Segment Start: DATA FOR THE TASK

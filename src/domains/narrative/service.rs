//! Narrative service implementation.
//!
//! Pairs each user-prompt builder with its system instruction and issues the
//! single completion call for that task. Stateless: every request stands
//! alone, and the response text is relayed without parsing or validation.

use std::sync::Arc;
use tracing::info;

use super::builders::{build_ending_prompt, build_event_prompt, build_feedback_prompt};
use super::error::NarrativeError;
use super::instructions::NarrativeTask;
use super::payload::{ChildState, EndingState, FeedbackEvent};
use crate::domains::completion::CompletionBackend;

/// Service generating narrative text for the three relay tasks.
#[derive(Clone)]
pub struct NarrativeService {
    backend: Arc<dyn CompletionBackend>,
}

impl NarrativeService {
    /// Create a service backed by the given completion backend.
    pub fn new(backend: Arc<dyn CompletionBackend>) -> Self {
        info!("Initializing NarrativeService");
        Self { backend }
    }

    /// Generate a 3-line nurturing event for the given child.
    pub async fn generate_event(&self, state: &ChildState) -> Result<String, NarrativeError> {
        self.generate(NarrativeTask::Event, build_event_prompt(state))
            .await
    }

    /// Analyze the parent's comment and generate the 7-line stat block.
    pub async fn generate_feedback(
        &self,
        event: &FeedbackEvent,
    ) -> Result<String, NarrativeError> {
        self.generate(NarrativeTask::Feedback, build_feedback_prompt(event))
            .await
    }

    /// Generate the one-paragraph life story for the finished game.
    pub async fn generate_ending(&self, state: &EndingState) -> Result<String, NarrativeError> {
        self.generate(NarrativeTask::Ending, build_ending_prompt(state))
            .await
    }

    async fn generate(
        &self,
        task: NarrativeTask,
        user_prompt: String,
    ) -> Result<String, NarrativeError> {
        info!("Generating {} narrative", task.name());
        let text = self
            .backend
            .complete(task.instruction(), &user_prompt)
            .await?;
        Ok(text)
    }
}

#[cfg(test)]
mod tests {
    use super::*;
    use crate::domains::completion::CompletionError;
    use async_trait::async_trait;
    use std::sync::Mutex;

    /// Backend that records the prompts it was handed and echoes a reply.
    struct RecordingBackend {
        calls: Mutex<Vec<(String, String)>>,
    }

    impl RecordingBackend {
        fn new() -> Arc<Self> {
            Arc::new(Self {
                calls: Mutex::new(Vec::new()),
            })
        }

        fn last_call(&self) -> (String, String) {
            self.calls.lock().unwrap().last().cloned().unwrap()
        }
    }

    #[async_trait]
    impl CompletionBackend for RecordingBackend {
        async fn complete(
            &self,
            system_prompt: &str,
            user_prompt: &str,
        ) -> Result<String, CompletionError> {
            self.calls
                .lock()
                .unwrap()
                .push((system_prompt.to_string(), user_prompt.to_string()));
            Ok("ok".to_string())
        }
    }

    #[tokio::test]
    async fn test_event_uses_event_instruction() {
        let backend = RecordingBackend::new();
        let service = NarrativeService::new(backend.clone());

        let state = ChildState {
            name: "はな".to_string(),
            ..Default::default()
        };
        let text = service.generate_event(&state).await.unwrap();
        assert_eq!(text, "ok");

        let (system, user) = backend.last_call();
        assert_eq!(system, NarrativeTask::Event.instruction());
        assert!(user.contains("名前: はな"));
    }

    #[tokio::test]
    async fn test_feedback_uses_feedback_instruction() {
        let backend = RecordingBackend::new();
        let service = NarrativeService::new(backend.clone());

        let event = FeedbackEvent {
            parent_comment: "すごいね！".to_string(),
            ..Default::default()
        };
        service.generate_feedback(&event).await.unwrap();

        let (system, user) = backend.last_call();
        assert_eq!(system, NarrativeTask::Feedback.instruction());
        assert!(user.contains("すごいね！"));
    }

    #[tokio::test]
    async fn test_ending_uses_ending_instruction() {
        let backend = RecordingBackend::new();
        let service = NarrativeService::new(backend.clone());

        service
            .generate_ending(&EndingState::default())
            .await
            .unwrap();

        let (system, user) = backend.last_call();
        assert_eq!(system, NarrativeTask::Ending.instruction());
        assert!(user.contains("年齢: 20"));
    }

    #[test]
    fn test_backend_failure_propagates() {
        struct FailingBackend;

        #[async_trait]
        impl CompletionBackend for FailingBackend {
            async fn complete(&self, _: &str, _: &str) -> Result<String, CompletionError> {
                Err(CompletionError::network("connection refused"))
            }
        }

        let service = NarrativeService::new(Arc::new(FailingBackend));
        let result = tokio_test::block_on(service.generate_event(&ChildState::default()));
        assert!(matches!(
            result,
            Err(NarrativeError::Completion(CompletionError::Network(_)))
        ));
    }
}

Segment End: DATA FOR THE TASK

# [WHAT THE TASK REQUIRES]
Up to and including the line with "given completion backend.", restate the records above word for word from the very first line.

# [RESPONSE]
filename src/domains/narrative/service.rs
//! Narrative service implementation.
//!
//! Pairs each user-prompt builder with its system instruction and issues the
//! single completion call for that task. Stateless: every request stands
//! alone, and the response text is relayed without parsing or validation.

use std::sync::Arc;
use tracing::info;

use super::builders::{build_ending_prompt, build_event_prompt, build_feedback_prompt};
use super::error::NarrativeError;
use super::instructions::NarrativeTask;
use super::payload::{ChildState, EndingState, FeedbackEvent};
use crate::domains::completion::CompletionBackend;

/// Service generating narrative text for the three relay tasks.
#[derive(Clone)]
pub struct NarrativeService {
    backend: Arc<dyn CompletionBackend>,
}

impl NarrativeService {
    /// Create a service backed by the given completion backend.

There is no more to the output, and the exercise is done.